She added, "Why are people making such a big deal about it? Quite frankly, all my friends dance like that with him. He's like the guy that you can dance with, 'cause he's safe!"

She was supportive of the racy "Blurred Lines" video that made Emily Ratajkowski a star, too. Thicke told Now magazine, "Some of it was my wife's idea. My wife is an artist first and wife second. She was excited about it right away and loved the video and wanted to watch it like 10 times, then she would jump on my bones."

Vintage Robin Thicke.

Patton more or less concurred, saying, "I watched that video and I was a little bit jealous and then I wanted to jump his bones. I was like, 'I want to take you down right now.' That's how I know it's a hit."

But despite the public solidarity, it was also around the fall of 2013 when cheating rumors started to pop up—and a widely circulated picture of Thicke with his hand on a woman's bottom at a party didn't help matters.

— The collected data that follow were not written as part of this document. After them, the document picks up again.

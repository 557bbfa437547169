use std::fmt;

use serde::{Deserialize, Serialize};
use uuid::Uuid;

#[derive(Debug, Clone, PartialEq, Eq, Serialize, Deserialize)]
pub struct RequestId(pub Uuid);

impl RequestId {
    pub fn new() -> Self {
        Self(Uuid::new_v4())
    }
}

impl Default for RequestId {
    fn default() -> Self {
        Self::new()
    }
}

impl fmt::Display for RequestId {
    fn fmt(&self, f: &mut fmt::Formatter<'_>) -> fmt::Result {
        write!(f, "{}", self.0)
    }
}
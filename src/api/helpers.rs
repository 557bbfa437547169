use std::time::Duration;

use poem::Request;
use poem::web::cookie::{Cookie, SameSite};

use crate::errors::InternalError;
use crate::providers::AuthenticationProvider;
use crate::types::internal::RequestContext;
use crate::types::internal::context::request_context::SESSION_COOKIE;

/// Build the request context for an endpoint
///
/// Resolves the session (cookie or bearer) into a principal when present.
/// A failed session lookup is an internal error, never an anonymous caller.
pub async fn build_request_context(
    req: &Request,
    authentication_provider: &AuthenticationProvider,
) -> Result<RequestContext, InternalError> {
    RequestContext::from_request(req, authentication_provider).await
}

/// `Set-Cookie` value carrying a new session token
pub fn session_cookie(token: &str, ttl: Duration) -> String {
    let mut cookie = Cookie::new_with_str(SESSION_COOKIE, token);
    cookie.set_http_only(true);
    cookie.set_path("/");
    cookie.set_same_site(SameSite::Lax);
    cookie.set_max_age(ttl);
    cookie.to_string()
}

/// `Set-Cookie` value that makes the browser drop the session cookie
pub fn cleared_session_cookie() -> String {
    session_cookie("", Duration::ZERO)
}
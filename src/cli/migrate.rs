use crate::config::{BootstrapSettings, DatabaseConnections};

/// Run database migrations
///
/// Connects to the configured database and applies all pending migrations.
/// It does not initialize the full AppData structure, so no session secret is needed.
///
/// # Returns
/// * `Ok(())` - Migrations completed successfully
/// * `Err(...)` - Connection or migration failed
pub async fn run_migrations(settings: &BootstrapSettings) -> Result<(), Box<dyn std::error::Error>> {
    tracing::info!("Running database migrations...");

    let connections = DatabaseConnections::init(settings).await?;
    connections.migrate().await?;

    tracing::info!("All migrations completed successfully");
    println!("Migrations applied to {}", settings.database_url());

    Ok(())
}
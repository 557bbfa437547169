use thiserror::Error;

#[derive(Error, Debug)]
pub enum DatabaseError {
    #[error("Database error: {operation} failed: {source}")]
    Operation {
        operation: String,
        #[source]
        source: sea_orm::DbErr,
    },

    #[error("Connecting to database failed: {source}")]
    Connect {
        #[source]
        source: sea_orm::DbErr,
    },

    #[error("Running migrations failed: {source}")]
    Migration {
        #[source]
        source: sea_orm::DbErr,
    },
}
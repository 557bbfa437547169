use std::sync::Arc;

use crate::app_data::AppData;
use crate::errors::InternalError;
use crate::errors::internal::ValidationError;
use crate::providers::{AccessPolicy, AuthenticationProvider, IssuedSession};
use crate::types::internal::{Action, Principal, RequestContext};

/// Orchestrates login and logout
pub struct LoginCoordinator {
    authentication_provider: Arc<AuthenticationProvider>,
}

impl LoginCoordinator {
    pub fn new(app_data: Arc<AppData>) -> Self {
        Self {
            authentication_provider: Arc::clone(&app_data.providers.authentication_provider),
        }
    }

    /// Verify credentials and open a session
    ///
    /// # Arguments
    /// * `ctx` - Request context (may already be authenticated; a new session is issued regardless)
    /// * `username` - Username as typed
    /// * `password` - Password as typed
    ///
    /// # Returns
    /// * `Ok((IssuedSession, Principal))` - Session token and who it belongs to
    /// * `Err(InternalError)` - Missing fields, invalid credentials or storage failure
    pub async fn login(
        &self,
        ctx: &RequestContext,
        username: &str,
        password: &str,
    ) -> Result<(IssuedSession, Principal), InternalError> {
        // Step 1: Both fields are required
        let username = username.trim();
        if username.is_empty() {
            return Err(ValidationError::missing("username").into());
        }
        if password.is_empty() {
            return Err(ValidationError::missing("password").into());
        }

        // Step 2: Verify credentials
        let user = self
            .authentication_provider
            .verify_credential(username, password)
            .await?;

        // Step 3: Open a session
        let session = self.authentication_provider.open_session(&user.id).await?;
        let principal = Principal::try_from(user)?;

        // Step 4: Drop sessions that have expired since the last login
        let purged = self.authentication_provider.purge_expired_sessions().await?;
        if purged > 0 {
            tracing::debug!(request_id = %ctx.request_id, purged, "Purged expired sessions");
        }

        tracing::info!(
            request_id = %ctx.request_id,
            ip = ?ctx.ip_address,
            user_id = %principal.user_id,
            role = %principal.role,
            "Login succeeded"
        );
        Ok((session, principal))
    }

    /// End the caller's session
    pub async fn logout(&self, ctx: &RequestContext) -> Result<(), InternalError> {
        let principal = AccessPolicy::authorize(ctx, Action::Logout)?;

        if let Some(token) = &ctx.session_token {
            self.authentication_provider.close_session(token).await?;
        }

        tracing::info!(request_id = %ctx.request_id, user_id = %principal.user_id, "Logged out");
        Ok(())
    }
}
use std::sync::Arc;

use crate::errors::InternalError;
use crate::errors::internal::ApprovalError;
use crate::errors::internal::validation::normalize_text;
use crate::stores::NodueRequestStore;
use crate::types::db::nodue_request;
use crate::types::internal::{Principal, Stage};

/// Longest comment a stage may attach
pub const COMMENT_MAX_LENGTH: usize = 200;

/// Runs the no-due approval workflow against the store
///
/// Callers authorize first; this provider enforces scope and state.
pub struct ApprovalProvider {
    request_store: Arc<NodueRequestStore>,
}

impl ApprovalProvider {
    pub fn new(request_store: Arc<NodueRequestStore>) -> Self {
        Self { request_store }
    }

    /// Create a Pending request for `student`
    ///
    /// The student's college and branch are copied onto the request and never
    /// re-read, so later changes to the student do not move the request.
    pub async fn submit(&self, student: &Principal) -> Result<nodue_request::Model, InternalError> {
        let scope = student.require_scope()?;
        let request = self.request_store.create_request(&student.user_id, &scope).await?;

        tracing::info!(request_id = request.id, student_id = %student.user_id, scope = %scope, "No-due request submitted");
        Ok(request)
    }

    pub async fn own_requests(&self, student: &Principal) -> Result<Vec<nodue_request::Model>, InternalError> {
        self.request_store.list_for_student(&student.user_id).await
    }

    /// Requests waiting on `stage` in the actor's scope, oldest first
    pub async fn queue(&self, actor: &Principal, stage: Stage) -> Result<Vec<nodue_request::Model>, InternalError> {
        let scope = actor.require_scope()?;
        self.request_store.list_in_state(&scope, stage.consumes()).await
    }

    /// Perform `stage`'s action on one request
    ///
    /// # Arguments
    /// * `actor` - Principal performing the stage (already authorized for it)
    /// * `stage` - The stage being performed
    /// * `request_id` - Target request
    /// * `comment` - Free text; blank is treated as absent
    ///
    /// # Returns
    /// * `Ok(nodue_request::Model)` - The request after the transition
    /// * `Err(InternalError::Approval)` - Not found, out of scope, wrong state or missing comment
    pub async fn act(
        &self,
        actor: &Principal,
        stage: Stage,
        request_id: i32,
        comment: Option<&str>,
    ) -> Result<nodue_request::Model, InternalError> {
        let scope = actor.require_scope()?;
        let comment = normalize_text("comment", comment, COMMENT_MAX_LENGTH)?;

        // Step 1: Load and scope-check
        let request = self
            .request_store
            .get_request(request_id)
            .await?
            .ok_or(ApprovalError::RequestNotFound { request_id })?;
        if request.scope() != scope {
            return Err(ApprovalError::OutOfScope { request_id }.into());
        }

        // Step 2: Validate the transition on the loaded snapshot
        let fields = request.approval_fields();
        let current = fields.state()?;
        let next = fields.apply(stage, comment)?;

        // Step 3: Write, conditioned on the state we validated against
        if !self.request_store.apply_transition(request_id, current, &next).await? {
            let actual = self
                .request_store
                .get_request(request_id)
                .await?
                .ok_or(ApprovalError::RequestNotFound { request_id })?
                .approval_fields()
                .state()?;
            tracing::info!(request_id, stage = %stage, actual = %actual, "Transition lost a concurrent update");
            return Err(ApprovalError::WrongState {
                stage,
                expected: stage.consumes(),
                actual,
            }
            .into());
        }

        let updated = self
            .request_store
            .get_request(request_id)
            .await?
            .ok_or(ApprovalError::RequestNotFound { request_id })?;

        tracing::info!(
            request_id,
            stage = %stage,
            actor_id = %actor.user_id,
            state = %stage.produces(),
            "No-due request advanced"
        );
        Ok(updated)
    }
}
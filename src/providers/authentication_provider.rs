use std::sync::Arc;
use std::time::Duration;

use chrono::Utc;

use crate::config::SecretManager;
use crate::errors::InternalError;
use crate::errors::internal::CredentialError;
use crate::providers::CryptoProvider;
use crate::stores::{SessionStore, UserStore};
use crate::types::db::user;
use crate::types::internal::Principal;

/// A freshly opened session; `token` is only ever handed to the client
#[derive(Debug, Clone)]
pub struct IssuedSession {
    pub token: String,
    pub expires_at: i64,
}

/// Verifies credentials and manages server-side sessions
pub struct AuthenticationProvider {
    user_store: Arc<UserStore>,
    session_store: Arc<SessionStore>,
    crypto_provider: Arc<CryptoProvider>,
    secret_manager: Arc<SecretManager>,
    session_ttl: Duration,
}

impl AuthenticationProvider {
    pub fn new(
        user_store: Arc<UserStore>,
        session_store: Arc<SessionStore>,
        crypto_provider: Arc<CryptoProvider>,
        secret_manager: Arc<SecretManager>,
        session_ttl: Duration,
    ) -> Self {
        Self {
            user_store,
            session_store,
            crypto_provider,
            secret_manager,
            session_ttl,
        }
    }

    fn hash_token(&self, token: &str) -> Result<String, InternalError> {
        self.crypto_provider
            .hmac_sha256_token(self.secret_manager.session_secret(), token)
    }

    /// Check a username/password pair
    ///
    /// Unknown usernames and wrong passwords produce the same error.
    ///
    /// # Returns
    /// * `Ok(user::Model)` - Credentials are valid
    /// * `Err(InternalError::Credential(InvalidCredentials))` - Unknown user or wrong password
    pub async fn verify_credential(&self, username: &str, password: &str) -> Result<user::Model, InternalError> {
        let Some(user) = self.user_store.get_user_by_username(username).await? else {
            tracing::debug!(username, "Login for unknown username");
            return Err(CredentialError::InvalidCredentials.into());
        };

        if !self
            .crypto_provider
            .verify_password(&user.password_hash, password)
            .await?
        {
            tracing::debug!(username, "Login with wrong password");
            return Err(CredentialError::InvalidCredentials.into());
        }

        Ok(user)
    }

    /// Start a session for `user_id`
    ///
    /// Stores only the HMAC of the generated token.
    pub async fn open_session(&self, user_id: &str) -> Result<IssuedSession, InternalError> {
        let token = self.crypto_provider.generate_session_token();
        let token_hash = self.hash_token(&token)?;

        let now = Utc::now().timestamp();
        let expires_at = now + self.session_ttl.as_secs() as i64;

        self.session_store
            .create_session(token_hash, user_id.to_string(), now, expires_at)
            .await?;

        Ok(IssuedSession { token, expires_at })
    }

    /// Resolve a presented session token into the principal it belongs to
    ///
    /// # Returns
    /// * `Ok(Some(Principal))` - Token matches an unexpired session
    /// * `Ok(None)` - Unknown or expired token
    /// * `Err(InternalError)` - Database failure, or the user row carries an unknown role
    pub async fn resolve_session(&self, token: &str) -> Result<Option<Principal>, InternalError> {
        let token_hash = self.hash_token(token)?;
        let now = Utc::now().timestamp();

        match self.session_store.find_active_session(&token_hash, now).await? {
            Some(user) => Ok(Some(Principal::try_from(user)?)),
            None => Ok(None),
        }
    }

    /// End the session for `token`
    ///
    /// # Returns
    /// * `Ok(true)` - A session was removed
    /// * `Ok(false)` - Nothing matched (already logged out or never existed)
    pub async fn close_session(&self, token: &str) -> Result<bool, InternalError> {
        let token_hash = self.hash_token(token)?;
        self.session_store.delete_session(&token_hash).await
    }

    /// Drop expired session rows
    pub async fn purge_expired_sessions(&self) -> Result<u64, InternalError> {
        self.session_store.purge_expired(Utc::now().timestamp()).await
    }
}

A source told us at the time it was a "non-issue" for the couple; moreover, Patton was apparently at the party in question.

"My only comment about the so-called scandalous photo would be that my wife and I are perfectly in love and very happily married," Thicke told Star. "So, no complaints there."

In the same interview he called their marriage "the greatest love of the century and the most functional dysfunctional marriage in Hollywood."

A lofty claim, indeed. (In a different Q&A, Thicke also called himself and Patton "John and Yoko—whatever that is"; ironically what that is is another couple who may be known for having one of the all-time great loves but in reality were decidedly not always the happy couple.)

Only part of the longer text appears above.